A real-time biomarker in chemotherapy-induced peripheral neurotoxicity (CIPN) would be useful for clinical decision-making during treatment. Neurofilament light chain (NfL) can be detected in blood in the case of neuroaxonal damage. The aim of the study was to compare the levels of plasma NfL (pNfL) according to the type of chemotherapeutic agent and the severity of CIPN.

METHODS

This single-center prospective observational longitudinal study included patients treated with paclitaxel (TX; n = 34), brentuximab vedotin (BV; n = 29), or oxaliplatin (PT; n = 19). All patients were assessed using the Total Neuropathy Score-clinical version and Common Terminology Criteria for Adverse Events before, during, and up to 6-12 months after the end of treatment. Nerve conduction studies (NCS) were performed before and after chemotherapy discontinuation. Consecutive plasma samples were analyzed for NfL levels using a Simoa analyzer. Changes in pNfL were compared between groups and were eventually correlated with clinical and NCS data. Clinically relevant (CR) CIPN was considered to be grade ≥ 2.

RESULTS

Eighty-two patients, mostly women (59.8%), were included. One third of the patients who received TX (29.4%), BV (31%), or PT (36.8%) developed CR-CIPN, respectively, without differences among them (p = 0.854).
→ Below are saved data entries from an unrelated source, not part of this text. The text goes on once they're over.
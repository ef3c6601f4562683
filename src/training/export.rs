//! Training log export in JSON or bincode.

use std::fs::File;
use std::io::{BufReader, BufWriter, Read, Write};
use std::path::Path;

use serde::{Deserialize, Serialize};
use thiserror::Error;

use super::record::TrainingRecord;

#[derive(Debug, Error)]
pub enum ExportError {
    #[error("i/o error: {0}")]
    Io(#[from] std::io::Error),

    #[error("json error: {0}")]
    Json(#[from] serde_json::Error),

    #[error("bincode error: {0}")]
    Bincode(#[from] bincode::Error),
}

/// Collected training records.
#[derive(Clone, Debug, Default, PartialEq, Serialize, Deserialize)]
pub struct TrainingLog {
    pub records: Vec<TrainingRecord>,
}

impl TrainingLog {
    pub fn new() -> Self {
        Self::default()
    }

    pub fn push(&mut self, record: TrainingRecord) {
        self.records.push(record);
    }

    pub fn extend(&mut self, records: impl IntoIterator<Item = TrainingRecord>) {
        self.records.extend(records);
    }

    #[must_use]
    pub fn len(&self) -> usize {
        self.records.len()
    }

    #[must_use]
    pub fn is_empty(&self) -> bool {
        self.records.is_empty()
    }

    /// Records from one game.
    pub fn game(&self, game_id: &str) -> impl Iterator<Item = &TrainingRecord> {
        let game_id = game_id.to_string();
        self.records.iter().filter(move |r| r.game_id == game_id)
    }

    pub fn write_json<W: Write>(&self, writer: W) -> Result<(), ExportError> {
        serde_json::to_writer(writer, self)?;
        Ok(())
    }

    pub fn read_json<R: Read>(reader: R) -> Result<Self, ExportError> {
        Ok(serde_json::from_reader(reader)?)
    }

    pub fn write_bincode<W: Write>(&self, writer: W) -> Result<(), ExportError> {
        bincode::serialize_into(writer, self)?;
        Ok(())
    }

    pub fn read_bincode<R: Read>(reader: R) -> Result<Self, ExportError> {
        Ok(bincode::deserialize_from(reader)?)
    }

    /// Write to `path`, picking bincode for a `.bin` extension and JSON otherwise.
    pub fn save(&self, path: impl AsRef<Path>) -> Result<(), ExportError> {
        let path = path.as_ref();
        let mut writer = BufWriter::new(File::create(path)?);
        if is_binary(path) {
            self.write_bincode(&mut writer)?;
        } else {
            self.write_json(&mut writer)?;
        }
        writer.flush()?;
        log::info!("wrote {} training records to {}", self.len(), path.display());
        Ok(())
    }

    /// Read a file written by `save`.
    pub fn load(path: impl AsRef<Path>) -> Result<Self, ExportError> {
        let path = path.as_ref();
        let reader = BufReader::new(File::open(path)?);
        if is_binary(path) {
            Self::read_bincode(reader)
        } else {
            Self::read_json(reader)
        }
    }
}

fn is_binary(path: &Path) -> bool {
    path.extension().is_some_and(|ext| ext == "bin")
}
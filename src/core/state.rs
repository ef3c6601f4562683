//! Game state snapshot.
//!
//! `GameState` is the complete, serializable match state. Engine calls take
//! a `&GameState` and return a new one; they never mutate their input.
//!
//! Collections use `im` persistent structures, so `clone()` is O(1) and the
//! clone shares no mutable substructure with the original: writes to either
//! copy trigger copy-on-write of only the touched path. This is what makes
//! speculative search over cloned states sound and cheap.

use im::Vector;
use serde::{Deserialize, Serialize};
use smallvec::SmallVec;

use super::action::CardIds;
use super::config::{GameSettings, LOG_CAPACITY};
use super::player::{Player, PlayerId};
use crate::cards::{Card, CardCategory};

/// Turn phase.
///
/// The engine runs in `Action`, switching to `Defense` while an attack is
/// pending. `Start` and `End` are available to hosts that want to gate input
/// around turn transitions; card actions are rejected in those phases.
#[derive(Clone, Copy, Debug, Default, PartialEq, Eq, Hash, Serialize, Deserialize)]
#[serde(rename_all = "snake_case")]
pub enum TurnPhase {
    Start,
    #[default]
    Action,
    Defense,
    End,
}

/// Log entry category (used by the presentation layer for styling).
#[derive(Clone, Copy, Debug, PartialEq, Eq, Hash, Serialize, Deserialize)]
#[serde(rename_all = "snake_case")]
pub enum LogKind {
    Init,
    Turn,
    Event,
    Combat,
    Magic,
    Economy,
    Defense,
}

#[derive(Clone, Debug, PartialEq, Eq, Serialize, Deserialize)]
pub struct LogEntry {
    pub turn: u32,
    pub kind: LogKind,
    pub message: String,
}

/// Structured description of the most recent card play, for animation.
#[derive(Clone, Debug, PartialEq, Eq, Serialize, Deserialize)]
pub struct LastAction {
    pub source: PlayerId,
    pub target: Option<PlayerId>,
    pub card_id: String,
    pub category: CardCategory,
    /// Per-game sequence number, increasing with every recorded play.
    pub sequence: u64,
}

/// An attack waiting for the defender's response.
#[derive(Clone, Debug, PartialEq, Eq, Serialize, Deserialize)]
pub struct PendingAttack {
    pub attacker: PlayerId,
    pub target: PlayerId,
    pub damage: i64,
    pub card_ids: CardIds,
}

/// Complete match state.
#[derive(Clone, Debug, PartialEq, Serialize, Deserialize)]
pub struct GameState {
    /// Round counter (starts at 1, increments when play wraps to seat 0).
    pub turn: u32,

    /// Seat whose turn it is.
    pub current_player: PlayerId,

    /// All seats, fixed for the game's duration. `players[i].id == PlayerId(i)`.
    pub players: Vector<Player>,

    /// Cards currently offered for purchase.
    pub shop: Vector<Card>,

    /// Newest first, at most `LOG_CAPACITY` entries.
    pub log: Vector<LogEntry>,

    /// Categories played by the current player this turn.
    pub played_categories: SmallVec<[CardCategory; 4]>,

    pub phase: TurnPhase,

    /// Set once exactly one player remains alive; never cleared.
    pub winner: Option<PlayerId>,

    /// Message of the last global event, if any.
    pub event_message: Option<String>,

    pub settings: GameSettings,

    /// Cleared at the start of each turn.
    pub last_action: Option<LastAction>,

    /// Present while `phase == Defense`.
    pub pending_attack: Option<PendingAttack>,

    /// One shop purchase per turn.
    pub purchased_this_turn: bool,

    next_instance: u64,
    sequence: u64,
}

impl GameState {
    /// Create a state with the given players and settings.
    ///
    /// Turn 1, seat 0 to act, empty shop and log. Use
    /// `GameEngine::create_initial_state` for a ready-to-play match.
    #[must_use]
    pub fn new(players: Vector<Player>, settings: GameSettings) -> Self {
        assert!(!players.is_empty(), "Must have at least 1 player");
        assert!(players.len() <= 255, "At most 255 players supported");

        Self {
            turn: 1,
            current_player: PlayerId::new(0),
            players,
            shop: Vector::new(),
            log: Vector::new(),
            played_categories: SmallVec::new(),
            phase: TurnPhase::Action,
            winner: None,
            event_message: None,
            settings,
            last_action: None,
            pending_attack: None,
            purchased_this_turn: false,
            next_instance: 1,
            sequence: 0,
        }
    }

    #[must_use]
    pub fn player_count(&self) -> usize {
        self.players.len()
    }

    /// Get a player. Panics on an id outside the table.
    #[must_use]
    pub fn player(&self, id: PlayerId) -> &Player {
        &self.players[id.index()]
    }

    pub fn player_mut(&mut self, id: PlayerId) -> &mut Player {
        &mut self.players[id.index()]
    }

    /// Get a player if the id is on the table.
    #[must_use]
    pub fn get_player(&self, id: PlayerId) -> Option<&Player> {
        self.players.get(id.index())
    }

    /// Player whose turn it is.
    #[must_use]
    pub fn current(&self) -> &Player {
        self.player(self.current_player)
    }

    /// Player entitled to act: the defender during a pending attack,
    /// otherwise the current player.
    #[must_use]
    pub fn actor(&self) -> PlayerId {
        match (&self.pending_attack, self.phase) {
            (Some(attack), TurnPhase::Defense) => attack.target,
            _ => self.current_player,
        }
    }

    /// Ids of all living players.
    pub fn living_players(&self) -> impl Iterator<Item = PlayerId> + '_ {
        self.players.iter().filter(|p| p.is_alive()).map(|p| p.id)
    }

    /// Ids of living players other than `of`.
    pub fn living_enemies(&self, of: PlayerId) -> impl Iterator<Item = PlayerId> + '_ {
        self.living_players().filter(move |&p| p != of)
    }

    /// Whether `category` was already played this turn.
    #[must_use]
    pub fn category_played(&self, category: CardCategory) -> bool {
        self.played_categories.contains(&category)
    }

    /// Prepend a log entry, keeping at most `LOG_CAPACITY`.
    pub fn push_log(&mut self, kind: LogKind, message: impl Into<String>) {
        self.log.push_front(LogEntry {
            turn: self.turn,
            kind,
            message: message.into(),
        });
        if self.log.len() > LOG_CAPACITY {
            self.log.truncate(LOG_CAPACITY);
        }
    }

    /// Allocate a unique instance id for a card copy.
    pub fn alloc_card_id(&mut self, catalog_id: &str) -> String {
        let id = format!("{catalog_id}#{}", self.next_instance);
        self.next_instance += 1;
        id
    }

    /// Next last-action sequence number.
    pub fn next_sequence(&mut self) -> u64 {
        self.sequence += 1;
        self.sequence
    }

    /// Declare a winner if exactly one player remains alive.
    pub fn check_winner(&mut self) {
        if self.winner.is_some() {
            return;
        }
        let mut living = self.players.iter().filter(|p| p.is_alive());
        let survivor = match (living.next(), living.next()) {
            (Some(last), None) => Some(last.id),
            _ => None,
        };
        if survivor.is_some() {
            self.winner = survivor;
        }
    }

    /// Whether the match has a winner or everyone is dead.
    #[must_use]
    pub fn is_over(&self) -> bool {
        self.winner.is_some() || self.living_players().next().is_none()
    }
}

#[cfg(test)]
mod tests {
    use super::*;
    use crate::core::{Nation, PlayerSetup};

    fn make_state(count: usize) -> GameState {
        let settings = GameSettings::default();
        let players = (0..count)
            .map(|i| {
                let setup = PlayerSetup::bot(format!("bot{i}"), Nation::Republic);
                Player::new(PlayerId::new(i as u8), &setup, &settings)
            })
            .collect();
        GameState::new(players, settings)
    }

    #[test]
    fn test_state_new() {
        let state = make_state(3);
        assert_eq!(state.player_count(), 3);
        assert_eq!(state.turn, 1);
        assert_eq!(state.current_player, PlayerId::new(0));
        assert_eq!(state.phase, TurnPhase::Action);
        assert!(state.winner.is_none());
    }

    #[test]
    #[should_panic(expected = "Must have at least 1 player")]
    fn test_state_requires_players() {
        let _ = GameState::new(Vector::new(), GameSettings::default());
    }

    #[test]
    fn test_log_capped_newest_first() {
        let mut state = make_state(2);
        for i in 0..60 {
            state.push_log(LogKind::Turn, format!("entry {i}"));
        }
        assert_eq!(state.log.len(), LOG_CAPACITY);
        assert_eq!(state.log[0].message, "entry 59");
    }

    #[test]
    fn test_alloc_card_id_unique() {
        let mut state = make_state(2);
        let a = state.alloc_card_id("farm");
        let b = state.alloc_card_id("farm");
        assert_ne!(a, b);
        assert!(a.starts_with("farm#"));
    }

    #[test]
    fn test_check_winner() {
        let mut state = make_state(3);
        state.check_winner();
        assert!(state.winner.is_none());

        state.player_mut(PlayerId::new(0)).is_dead = true;
        state.player_mut(PlayerId::new(2)).is_dead = true;
        state.check_winner();
        assert_eq!(state.winner, Some(PlayerId::new(1)));
    }

    #[test]
    fn test_actor_during_defense() {
        let mut state = make_state(2);
        assert_eq!(state.actor(), PlayerId::new(0));

        state.phase = TurnPhase::Defense;
        state.pending_attack = Some(PendingAttack {
            attacker: PlayerId::new(0),
            target: PlayerId::new(1),
            damage: 10,
            card_ids: CardIds::new(),
        });
        assert_eq!(state.actor(), PlayerId::new(1));
    }

    #[test]
    fn test_clone_is_independent() {
        let original = make_state(2);
        let mut cloned = original.clone();

        cloned.player_mut(PlayerId::new(0)).hp = 1;
        cloned.push_log(LogKind::Combat, "hit");

        assert_eq!(original.player(PlayerId::new(0)).hp, 100);
        assert!(original.log.is_empty());
        assert_ne!(original, cloned);
    }

    #[test]
    fn test_snapshot_serializes() {
        let state = make_state(2);
        let json = serde_json::to_string(&state).unwrap();
        let restored: GameState = serde_json::from_str(&json).unwrap();
        assert_eq!(state, restored);
    }
}
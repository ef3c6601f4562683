//! Child selection policies.

use super::config::MCTSConfig;
use super::node::NodeId;
use super::tree::MCTSTree;

/// Policy for selecting which child node to descend into.
pub trait SelectionPolicy: Send + Sync {
    /// Pick a child of `parent`. `None` when it has no children.
    fn select(&self, tree: &MCTSTree, parent: NodeId, config: &MCTSConfig) -> Option<NodeId>;
}

/// UCB1 (Upper Confidence Bound) selection policy.
///
/// Formula: mean(a) + c * sqrt(ln(N) / n(a)), with unvisited children first.
#[derive(Clone, Debug, Default)]
pub struct UCB1;

impl UCB1 {
    /// UCB1 score of a child with `visits` and `mean` under a parent with `parent_visits`.
    #[must_use]
    pub fn score(mean: f64, visits: u32, parent_visits: u32, c: f64) -> f64 {
        if visits == 0 {
            return f64::INFINITY;
        }
        let ln_parent = (parent_visits.max(1) as f64).ln();
        mean + c * (ln_parent / visits as f64).sqrt()
    }
}

impl SelectionPolicy for UCB1 {
    fn select(&self, tree: &MCTSTree, parent: NodeId, config: &MCTSConfig) -> Option<NodeId> {
        let node = tree.get(parent);
        node.children
            .iter()
            .map(|&id| {
                let child = tree.get(id);
                let score = Self::score(child.mean_score(), child.visits, node.visits, config.exploration_constant);
                (id, score)
            })
            .max_by(|(_, a), (_, b)| a.partial_cmp(b).unwrap_or(std::cmp::Ordering::Equal))
            .map(|(id, _)| id)
    }
}

/// Pure exploitation: highest mean score.
#[derive(Clone, Debug, Default)]
pub struct Greedy;

impl SelectionPolicy for Greedy {
    fn select(&self, tree: &MCTSTree, parent: NodeId, _config: &MCTSConfig) -> Option<NodeId> {
        tree.get(parent)
            .children
            .iter()
            .map(|&id| (id, tree.get(id).mean_score()))
            .max_by(|(_, a), (_, b)| a.partial_cmp(b).unwrap_or(std::cmp::Ordering::Equal))
            .map(|(id, _)| id)
    }
}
Although pNfL significantly increased during treatment and decreased throughout the recovery period in all three groups, patients receiving TX showed significantly greater and earlier changes in pNfL levels compared to the other agents (p < 0.001).

CONCLUSIONS

A variable change in pNfL is observed depending on the type of agent and mechanism of neurotoxicity with comparable CIPN severity, strongly implying the need to identify different cutoff values for each agent.